Task details:
In the records that follow, the lines from the one containing "#![deny(clippy::unwrap_used, clippy::expect_used)]" to the one containing "pub struct HealthResponse", inclusive, are to be given again exactly.

Stored items
================================
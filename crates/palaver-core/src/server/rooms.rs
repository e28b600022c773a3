//! Room membership.
//!
//! Rooms are keyed by the id the [`RoomDirectory`] assigns. Names are
//! resolved once and cached; membership itself lives only in memory and
//! disappears with the last member.

use super::handle::ConnectionHandle;
use crate::error::Result;
use crate::storage::RoomDirectory;
use dashmap::DashMap;
use std::fmt;
use std::sync::Arc;
use tracing::debug;

#[derive(Debug, Clone)]
struct Member {
    name: String,
    handle: Arc<ConnectionHandle>,
}

/// Concurrent room id to membership map, plus the name cache.
pub struct RoomRegistry {
    directory: Arc<dyn RoomDirectory>,
    ids: DashMap<String, i64>,
    rooms: DashMap<i64, DashMap<u64, Member>>,
}

impl RoomRegistry {
    /// Create a registry resolving names through `directory`.
    pub fn new(directory: Arc<dyn RoomDirectory>) -> Self {
        Self {
            directory,
            ids: DashMap::new(),
            rooms: DashMap::new(),
        }
    }

    /// Room id for `name`, consulting the directory only on a cache miss.
    pub fn resolve(&self, name: &str) -> Result<i64> {
        if let Some(id) = self.ids.get(name) {
            return Ok(*id);
        }
        let id = self.directory.room_id(name)?;
        self.ids.insert(name.to_string(), id);
        Ok(id)
    }

    /// Add a connection to a room. Returns the room id.
    pub fn join(&self, room: &str, user: &str, handle: Arc<ConnectionHandle>) -> Result<i64> {
        let id = self.resolve(room)?;
        let conn_id = handle.id();
        // Insert under the outer entry guard so a concurrent garbage
        // collection of the same room cannot drop this membership.
        self.rooms.entry(id).or_default().insert(
            conn_id,
            Member {
                name: user.to_string(),
                handle,
            },
        );
        debug!(room = %room, room_id = id, user = %user, "Joined room");
        Ok(id)
    }

    /// Remove a connection from a room. Returns whether it was a member.
    pub fn leave(&self, room: &str, conn_id: u64) -> Result<bool> {
        let id = self.resolve(room)?;
        Ok(self.leave_id(id, conn_id))
    }

    fn leave_id(&self, id: i64, conn_id: u64) -> bool {
        let removed = match self.rooms.get(&id) {
            Some(members) => members.remove(&conn_id).is_some(),
            None => false,
        };
        if removed {
            self.rooms.remove_if(&id, |_, members| members.is_empty());
        }
        removed
    }

    /// Remove a connection from every room it is in. Returns the room ids.
    pub fn leave_all(&self, conn_id: u64) -> Vec<i64> {
        let ids: Vec<i64> = self
            .rooms
            .iter()
            .filter(|room| room.value().contains_key(&conn_id))
            .map(|room| *room.key())
            .collect();
        ids.into_iter()
            .filter(|&id| self.leave_id(id, conn_id))
            .collect()
    }

    /// Whether a connection is in a room.
    pub fn is_member(&self, room: &str, conn_id: u64) -> Result<bool> {
        let id = self.resolve(room)?;
        Ok(self
            .rooms
            .get(&id)
            .map(|members| members.contains_key(&conn_id))
            .unwrap_or(false))
    }

    /// Sorted member names of a room.
    pub fn members(&self, room: &str) -> Result<Vec<String>> {
        let id = self.resolve(room)?;
        let mut names: Vec<String> = match self.rooms.get(&id) {
            Some(members) => members.iter().map(|m| m.value().name.clone()).collect(),
            None => Vec::new(),
        };
        names.sort();
        names.dedup();
        Ok(names)
    }

    /// Snapshot of member connections other than `conn_id`.
    pub fn recipients(&self, room: &str, conn_id: u64) -> Result<Vec<Arc<ConnectionHandle>>> {
        let id = self.resolve(room)?;
        Ok(match self.rooms.get(&id) {
            Some(members) => members
                .iter()
                .filter(|m| *m.key() != conn_id)
                .map(|m| Arc::clone(&m.value().handle))
                .collect(),
            None => Vec::new(),
        })
    }

    /// Number of rooms with at least one member.
    pub fn active_rooms(&self) -> usize {
        self.rooms.len()
    }
}

impl fmt::Debug for RoomRegistry {
    fn fmt(&self, f: &mut fmt::Formatter<'_>) -> fmt::Result {
        f.debug_struct("RoomRegistry")
            .field("cached_ids", &self.ids.len())
            .field("active_rooms", &self.rooms.len())
            .finish()
    }
}

#[cfg(test)]
mod tests {
    use super::*;
    use crate::storage::Database;
    use std::sync::atomic::{AtomicUsize, Ordering};

    struct CountingDirectory {
        inner: Database,
        lookups: AtomicUsize,
    }

    impl RoomDirectory for CountingDirectory {
        fn room_id(&self, name: &str) -> Result<i64> {
            self.lookups.fetch_add(1, Ordering::SeqCst);
            self.inner.room_id(name)
        }
    }

    fn handle() -> Arc<ConnectionHandle> {
        let (_client, server) = tokio::io::duplex(64);
        ConnectionHandle::new(server, None)
    }

    fn registry() -> RoomRegistry {
        RoomRegistry::new(Arc::new(Database::open_in_memory().unwrap()))
    }

    #[tokio::test]
    async fn test_join_and_members() {
        let rooms = registry();
        rooms.join("lobby", "bob", handle()).unwrap();
        rooms.join("lobby", "alice", handle()).unwrap();

        assert_eq!(rooms.members("lobby").unwrap(), vec!["alice", "bob"]);
        assert!(rooms.members("empty").unwrap().is_empty());
    }

    #[tokio::test]
    async fn test_empty_room_is_collected() {
        let rooms = registry();
        let alice = handle();
        rooms.join("lobby", "alice", Arc::clone(&alice)).unwrap();
        assert_eq!(rooms.active_rooms(), 1);

        assert!(rooms.leave("lobby", alice.id()).unwrap());
        assert_eq!(rooms.active_rooms(), 0);
        assert!(!rooms.leave("lobby", alice.id()).unwrap());
    }

    #[tokio::test]
    async fn test_leave_all() {
        let rooms = registry();
        let alice = handle();
        let bob = handle();
        rooms.join("a", "alice", Arc::clone(&alice)).unwrap();
        rooms.join("b", "alice", Arc::clone(&alice)).unwrap();
        rooms.join("b", "bob", Arc::clone(&bob)).unwrap();

        assert_eq!(rooms.leave_all(alice.id()).len(), 2);
        assert_eq!(rooms.active_rooms(), 1);
        assert_eq!(rooms.members("b").unwrap(), vec!["bob"]);
    }

    #[tokio::test]
    async fn test_recipients_exclude_sender() {
        let rooms = registry();
        let alice = handle();
        let bob = handle();
        rooms.join("lobby", "alice", Arc::clone(&alice)).unwrap();
        rooms.join("lobby", "bob", Arc::clone(&bob)).unwrap();

        let recipients = rooms.recipients("lobby", alice.id()).unwrap();
        assert_eq!(recipients.len(), 1);
        assert_eq!(recipients[0].id(), bob.id());
    }

    #[tokio::test]
    async fn test_name_lookup_is_cached() {
        let directory = Arc::new(CountingDirectory {
            inner: Database::open_in_memory().unwrap(),
            lookups: AtomicUsize::new(0),
        });
        let rooms = RoomRegistry::new(Arc::clone(&directory) as Arc<dyn RoomDirectory>);

        let first = rooms.resolve("lobby").unwrap();
        let second = rooms.resolve("lobby").unwrap();
        assert_eq!(first, second);
        assert_eq!(directory.lookups.load(Ordering::SeqCst), 1);
    }
}
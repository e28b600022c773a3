//! Call signaling relay.
//!
//! The router keeps no call state. Each signal is looked up against
//! presence once and either pushed to the callee or bounced back to the
//! caller as `CALL_OFFLINE`.

use super::handle::ConnectionHandle;
use super::presence::PresenceRegistry;
use crate::error::{Error, Result};
use crate::protocol::{call_id_of, Frame, FrameType};
use std::sync::Arc;
use tracing::debug;

/// What happened to a routed signal.
#[derive(Debug, Clone, Copy, PartialEq, Eq)]
pub enum RouteOutcome {
    /// Pushed to the callee.
    Delivered,
    /// Callee absent; the caller was sent `CALL_OFFLINE`.
    Offline,
}

/// Relays signaling frames between online users.
#[derive(Debug, Clone)]
pub struct CallRouter {
    presence: Arc<PresenceRegistry>,
}

impl CallRouter {
    /// Create a router over the given presence registry.
    pub fn new(presence: Arc<PresenceRegistry>) -> Self {
        Self { presence }
    }

    /// Route one signal from the authenticated user `from`.
    ///
    /// The frame's sender is overwritten with `from`. A push that fails
    /// because the callee went away mid-write counts as offline.
    pub async fn route(
        &self,
        from: &str,
        origin: &ConnectionHandle,
        mut frame: Frame,
    ) -> Result<RouteOutcome> {
        if !frame.frame_type.is_call_signal() || frame.frame_type == FrameType::CallOffline {
            return Err(Error::InvalidMessage(format!(
                "{} is not a routable call signal",
                frame.frame_type
            )));
        }

        frame.sender = from.to_string();

        if let Some(callee) = self.presence.lookup(&frame.recipient) {
            match callee.push(&frame).await {
                Ok(()) => {
                    debug!(
                        signal = %frame.frame_type,
                        from = %frame.sender,
                        to = %frame.recipient,
                        "Call signal relayed"
                    );
                    return Ok(RouteOutcome::Delivered);
                }
                Err(e) => {
                    debug!(to = %frame.recipient, error = %e, "Callee push failed, reporting offline");
                }
            }
        }

        let notice = Frame::new(
            FrameType::CallOffline,
            frame.recipient.as_str(),
            from,
            call_id_of(&frame),
        );
        origin.push(&notice).await?;
        Ok(RouteOutcome::Offline)
    }
}
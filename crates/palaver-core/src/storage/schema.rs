//! Database schema definitions.

/// Schema version for migrations.
pub const SCHEMA_VERSION: u32 = 1;

/// SQL to create the database schema.
pub const CREATE_SCHEMA: &str = r#"
CREATE TABLE IF NOT EXISTS users (
    name TEXT PRIMARY KEY,
    password_hash TEXT,
    salt TEXT,
    created_at INTEGER NOT NULL
);

CREATE TABLE IF NOT EXISTS messages (
    id INTEGER PRIMARY KEY AUTOINCREMENT,
    kind INTEGER NOT NULL DEFAULT 0,
    sender TEXT NOT NULL,
    recipient TEXT NOT NULL,
    body TEXT NOT NULL,
    status INTEGER NOT NULL DEFAULT 0,
    created_at INTEGER NOT NULL,
    delivered_at INTEGER
);

CREATE INDEX IF NOT EXISTS idx_messages_recipient_status ON messages(recipient, status);
CREATE INDEX IF NOT EXISTS idx_messages_pair ON messages(sender, recipient);

CREATE TABLE IF NOT EXISTS files (
    id INTEGER PRIMARY KEY AUTOINCREMENT,
    message_id INTEGER NOT NULL REFERENCES messages(id) ON DELETE CASCADE,
    name TEXT NOT NULL,
    path TEXT NOT NULL,
    mime TEXT NOT NULL,
    size INTEGER NOT NULL,
    created_at INTEGER NOT NULL
);

CREATE INDEX IF NOT EXISTS idx_files_message ON files(message_id);

CREATE TABLE IF NOT EXISTS rooms (
    id INTEGER PRIMARY KEY AUTOINCREMENT,
    name TEXT NOT NULL UNIQUE,
    created_at INTEGER NOT NULL
);

CREATE TABLE IF NOT EXISTS schema_version (
    version INTEGER NOT NULL
);
"#;
//! # Palaver Core Library
//!
//! Server side of a TCP chat and call-signaling service. One socket per
//! client carries three interleaved concerns:
//!
//! - a line-oriented text command protocol (login, broadcast, direct
//!   messages, history, rooms)
//! - a length-prefixed binary frame protocol for chunked file and audio
//!   transfers
//! - call-signaling messages relayed between online peers so they can set
//!   up a direct media session
//!
//! ## Architecture
//!
//! ```text
//! ┌─────────────────────────────────────────┐
//! │        server (accept loop, actors)     │
//! ├─────────────────────────────────────────┤
//! │  presence  │   rooms   │  call router   │
//! ├─────────────────────────────────────────┤
//! │      protocol (frames, commands)        │
//! ├─────────────────────────────────────────┤
//! │               storage                   │
//! └─────────────────────────────────────────┘
//! ```

#![forbid(unsafe_code)]
#![warn(missing_docs, rust_2018_idioms, clippy::all)]
#![deny(clippy::unwrap_used, clippy::expect_used)]

pub mod config;
pub mod error;
pub mod logging;
pub mod protocol;
pub mod server;
pub mod storage;

pub use config::ServerConfig;
pub use error::{Error, Result};
pub use server::{Server, ServerContext};

/// Library version
pub const VERSION: &str = env!("CARGO_PKG_VERSION");
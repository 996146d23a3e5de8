use utoipa::OpenApi;
use utoipa::ToSchema;

#[derive(ToSchema)]
pub struct HealthResponse { pub status: String }

#[derive(ToSchema)]
pub struct MessageResponse { pub message: String }

#[derive(ToSchema)]
pub struct NewUserDoc {
    pub telegram_id: String,
    pub username: Option<String>,
    pub first_name: Option<String>,
    pub last_name: Option<String>,
    pub phone: Option<String>,
}

#[derive(ToSchema)]
pub struct UserDoc {
    pub id: i32,
    pub telegram_id: String,
    pub username: Option<String>,
    pub first_name: Option<String>,
    pub last_name: Option<String>,
    pub phone: Option<String>,
    pub is_active: bool,
}

#[derive(ToSchema)]
pub struct UploadForm {
    #[schema(format = Binary)]
    pub file: String,
}

#[derive(ToSchema)]
pub struct UploadManyForm {
    pub files: Vec<String>,
}

#[derive(ToSchema)]
pub struct UploadedDoc { pub url: String }

#[derive(ToSchema)]
pub struct UploadedManyDoc { pub urls: Vec<String> }

/// Static part of the document. The per-kind resource routes are generic,
/// so `routes::resources::mount` adds their paths at router build time.
#[derive(OpenApi)]
#[openapi(
    paths(
        crate::routes::root,
        crate::routes::health,
        crate::routes::users::register,
        crate::routes::users::get_user,
        crate::routes::media::upload,
        crate::routes::media::upload_multiple,
    ),
    components(
        schemas(
            HealthResponse,
            MessageResponse,
            NewUserDoc,
            UserDoc,
            UploadForm,
            UploadManyForm,
            UploadedDoc,
            UploadedManyDoc,
        )
    ),
    tags(
        (name = "health"),
        (name = "users"),
        (name = "media")
    )
)]
pub struct ApiDoc;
================================
Response area:
#![deny(clippy::unwrap_used, clippy::expect_used)]

pub mod config;
pub mod error;
pub mod logging;
pub mod protocol;
pub mod server;
pub mod storage;

pub use config::ServerConfig;
pub use error::{Error, Result};
pub use server::{Server, ServerContext};

/// Library version
pub const VERSION: &str = env!("CARGO_PKG_VERSION");
repository 996146d23a3e5de8
use utoipa::OpenApi;
use utoipa::ToSchema;

#[derive(ToSchema)]
pub struct HealthResponse { pub status: String }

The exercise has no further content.